Mercato poco comune e rischi globali

“Tra i principali partner europei, l’Italia continua a rappresentare il Paese più esposto alla domanda extra-Ue (nel 2025 pesava il 48,2 per cento sulle esportazioni nazionali) e, in particolare, a quella statunitense (10,8 per cento)”, scrive Istat. E d’altra parte l’Italia deve il suo surplus commerciale al resto del mondo, perché resta “un acquirente netto nei confronti dell’area Ue”. Questa dipendenza dal commercio extra-Unione, peraltro, rende anche il nostro Paese più esposto ai rischi geopolitici (il Golfo Persico in guerra, per dire, vale oltre 25 miliardi di export l’anno). Un pericolo ancora più cogente per le importazioni. Della Cina s’è detto e basti qui citare le forniture energetiche per illustrare la preoccupata conclusione dell’Istat: “Circa il 60 per cento dell’import strategico italiano proviene direttamente da paesi a rischio politico medio o alto”.

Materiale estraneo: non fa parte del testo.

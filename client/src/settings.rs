use anyhow::{Context, Result};
use dfc_usb::device::OpenOptions;
use dfc_usb::{PID_DFU, PID_STREAMER, VID_CYPRESS};
use serde::{Deserialize, Serialize};
use std::fs::File;
use std::io::ErrorKind;
use std::path::Path;
use std::time::Duration;

/// Device level defaults which rarely change between runs.
#[derive(Debug, Clone, PartialEq, Eq, Serialize, Deserialize)]
#[serde(default)]
pub struct Settings {
    pub vendor_id: u16,
    pub product_id: u16,
    pub dfu_vendor_id: u16,
    pub dfu_product_id: u16,
    pub open_retries: u32,
    pub open_retry_delay_ms: u64,
    pub control_timeout_ms: u64,
    pub bulk_timeout_ms: u64,
}

impl Default for Settings {
    fn default() -> Self {
        Self {
            vendor_id: VID_CYPRESS,
            product_id: PID_STREAMER,
            dfu_vendor_id: VID_CYPRESS,
            dfu_product_id: PID_DFU,
            open_retries: 10,
            open_retry_delay_ms: 100,
            control_timeout_ms: 5000,
            bulk_timeout_ms: 5000,
        }
    }
}

impl Settings {
    pub fn read(path: &Path) -> Result<Settings> {
        match File::open(path) {
            Ok(reader) => serde_json::from_reader(reader).context(format!(
                "Could not parse settings file at {}",
                path.to_string_lossy()
            )),
            Err(error) if error.kind() == ErrorKind::NotFound => Ok(Settings::default()),
            Err(error) => Err(error).context(format!(
                "Could not open settings file for reading at {}",
                path.to_string_lossy()
            )),
        }
    }

    pub fn open_options(&self) -> OpenOptions {
        OpenOptions {
            vendor_id: self.vendor_id,
            product_id: self.product_id,
            dfu_vendor_id: self.dfu_vendor_id,
            dfu_product_id: self.dfu_product_id,
            retries: self.open_retries,
            retry_delay: Duration::from_millis(self.open_retry_delay_ms),
            timeout: Duration::from_millis(self.control_timeout_ms),
        }
    }

    pub fn bulk_timeout(&self) -> Duration {
        Duration::from_millis(self.bulk_timeout_ms)
    }
}
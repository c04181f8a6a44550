pub mod base;
pub mod descriptor;
pub mod libusb;

pub use base::{DfcCommands, ExecutableDfc};
pub use descriptor::EndpointInfo;
pub use libusb::device::{DfcUsb, OpenOptions, UsbData};
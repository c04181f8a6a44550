use crate::error::StreamError;
use crate::transfer::{BulkTransport, Completion, TransferBuffer, TransferStatus};
use log::{debug, error, warn};
use std::sync::atomic::{AtomicUsize, Ordering};
use std::sync::Arc;
use std::time::Duration;

const DRAIN_TIMEOUT: Duration = Duration::from_millis(100);

/// Consecutive event handling failures tolerated while waiting for
/// transfers to come back.
pub const MAX_WAIT_ERRORS: usize = 10;

#[derive(Copy, Clone, Debug, PartialEq, Eq)]
pub enum SlotState {
    Idle,
    Submitted,
    Completed(TransferStatus),
}

struct Slot<S> {
    inner: S,
    state: SlotState,
}

/// A fixed set of transfers over one transport. A buffer can only be touched
/// while its transfer is not in flight.
pub struct TransferPool<B: BulkTransport> {
    transport: B,
    slots: Vec<Slot<B::Slot>>,
    transfer_size: usize,
    in_flight: Arc<AtomicUsize>,
}

impl<B: BulkTransport> TransferPool<B> {
    pub fn new(
        mut transport: B,
        queue_depth: usize,
        transfer_size: usize,
    ) -> Result<Self, StreamError> {
        if queue_depth == 0 || transfer_size == 0 {
            return Err(StreamError::InvalidState("empty"));
        }

        let mut slots = Vec::with_capacity(queue_depth);
        for index in 0..queue_depth {
            let inner = transport
                .allocate(index, transfer_size)
                .map_err(|source| StreamError::Allocation {
                    slot: index,
                    source,
                })?;
            slots.push(Slot {
                inner,
                state: SlotState::Idle,
            });
        }
        debug!(
            "Allocated {} transfers of {} bytes",
            queue_depth, transfer_size
        );

        Ok(Self {
            transport,
            slots,
            transfer_size,
            in_flight: Arc::new(AtomicUsize::new(0)),
        })
    }

    pub fn queue_depth(&self) -> usize {
        self.slots.len()
    }

    pub fn transfer_size(&self) -> usize {
        self.transfer_size
    }

    pub fn in_flight(&self) -> usize {
        self.in_flight.load(Ordering::Acquire)
    }

    pub fn in_flight_counter(&self) -> Arc<AtomicUsize> {
        self.in_flight.clone()
    }

    pub fn state(&self, index: usize) -> Option<SlotState> {
        self.slots.get(index).map(|slot| slot.state)
    }

    pub fn submitted_count(&self) -> usize {
        self.slots
            .iter()
            .filter(|slot| slot.state == SlotState::Submitted)
            .count()
    }

    pub fn buffer(&self, index: usize) -> Option<&[u8]> {
        match self.slots.get(index) {
            Some(slot) if slot.state != SlotState::Submitted => Some(slot.inner.as_slice()),
            _ => None,
        }
    }

    pub fn buffer_mut(&mut self, index: usize) -> Option<&mut [u8]> {
        match self.slots.get_mut(index) {
            Some(slot) if slot.state != SlotState::Submitted => Some(slot.inner.as_mut_slice()),
            _ => None,
        }
    }

    pub fn submit(&mut self, index: usize) -> Result<(), StreamError> {
        let slot = self
            .slots
            .get_mut(index)
            .ok_or(StreamError::InvalidState("out of range"))?;
        if slot.state == SlotState::Submitted {
            return Err(StreamError::InvalidState("already submitted"));
        }

        // Counted before submission, the completion may race ahead of us.
        self.in_flight.fetch_add(1, Ordering::AcqRel);
        if let Err(source) = self.transport.submit(&mut slot.inner) {
            self.in_flight.fetch_sub(1, Ordering::AcqRel);
            return Err(StreamError::SubmissionFailed {
                slot: index,
                source,
            });
        }
        slot.state = SlotState::Submitted;
        Ok(())
    }

    /// Submits every idle slot. On failure the ones already submitted are
    /// cancelled and drained before the error is returned.
    pub fn submit_all(&mut self) -> Result<(), StreamError> {
        for index in 0..self.slots.len() {
            if self.slots[index].state == SlotState::Submitted {
                continue;
            }
            if let Err(error) = self.submit(index) {
                warn!("Submission failed, rolling back: {}", error);
                self.cancel_all();
                self.drain()?;
                return Err(error);
            }
        }
        Ok(())
    }

    /// Requests cancellation of everything in flight, returning the number
    /// of failed requests. Transfers that already finished are not failures.
    pub fn cancel_all(&mut self) -> usize {
        let mut failures = 0;
        for (index, slot) in self.slots.iter_mut().enumerate() {
            if slot.state != SlotState::Submitted {
                continue;
            }
            match self.transport.cancel(&mut slot.inner) {
                Ok(()) | Err(rusb::Error::NotFound) => {}
                Err(error) => {
                    warn!("Unable to cancel transfer {}: {}", index, error);
                    failures += 1;
                }
            }
        }
        failures
    }

    /// Waits for events, marking the slots of finished transfers.
    pub fn wait(&mut self, timeout: Duration) -> Result<Vec<Completion>, StreamError> {
        let mut completions = Vec::new();
        self.transport.wait(timeout, &mut completions)?;

        completions.retain(|completion| match self.slots.get_mut(completion.slot) {
            Some(slot) if slot.state == SlotState::Submitted => {
                slot.state = SlotState::Completed(completion.status);
                self.in_flight.fetch_sub(1, Ordering::AcqRel);
                true
            }
            _ => {
                warn!("Ignoring completion for idle transfer {}", completion.slot);
                false
            }
        });
        Ok(completions)
    }

    /// Waits until nothing is in flight, discarding the completions. Gives
    /// up after `MAX_WAIT_ERRORS` failed waits in a row.
    pub fn drain(&mut self) -> Result<(), StreamError> {
        let mut errors = 0;
        while self.submitted_count() > 0 {
            match self.wait(DRAIN_TIMEOUT) {
                Ok(_) => errors = 0,
                Err(error) => {
                    errors += 1;
                    warn!("Waiting for transfers failed ({}): {}", errors, error);
                    if errors >= MAX_WAIT_ERRORS {
                        return Err(error);
                    }
                }
            }
        }
        Ok(())
    }
}

impl<B: BulkTransport> Drop for TransferPool<B> {
    fn drop(&mut self) {
        // Buffers must never be released while the transport can still write them.
        if self.submitted_count() > 0 {
            warn!("Transfer pool dropped with transfers in flight, cancelling");
            self.cancel_all();
            if let Err(error) = self.drain() {
                warn!("Unable to drain transfers: {}", error);
            }
        }

        let mut leaked = 0;
        for slot in self.slots.drain(..) {
            if slot.state == SlotState::Submitted {
                std::mem::forget(slot.inner);
                leaked += 1;
            }
        }
        if leaked > 0 {
            error!("Leaking {} transfers still owned by the transport", leaked);
        }
    }
}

A cosa è servita l’austerità

Scrive l’Istat che “la vocazione export-led del nostro Paese e la sua forte proiezione verso i mercati extra Ue hanno determinato effetti positivi sulla sua crescita economica” nell’era della globalizzazione: tra 2000 e 2024 il contributo della domanda estera netta alla crescita del Pil italiano è stato positivo, ma in quantità “inferiore – circa la metà – rispetto a quello della Germania e della Spagna”. Notevole che dopo il 2011, l’anno della crisi europea e dell’avvento di Mario Monti a Palazzo Chigi, “all’effetto positivo della domanda estera netta sulla crescita del Pil italiano ha contribuito soprattutto la modesta dinamica delle importazioni, a sua volta determinata dalla debolezza della domanda interna”. Tradotto: l’austerità distrugge i redditi disponibili, crollano quindi le importazioni, che fanno aumentare il surplus con l’estero, guadagnato soprattutto fuori dall’Europa. Ora l’instabilità geopolitica globale rende probabilmente necessario un riposizionamento delle imprese italiane dai mercati extra Ue a quello comune: il rischio, però, è che così venga intaccato significativamente proprio quel surplus che ha pagato a così caro prezzo nell’ultimo quindicennio.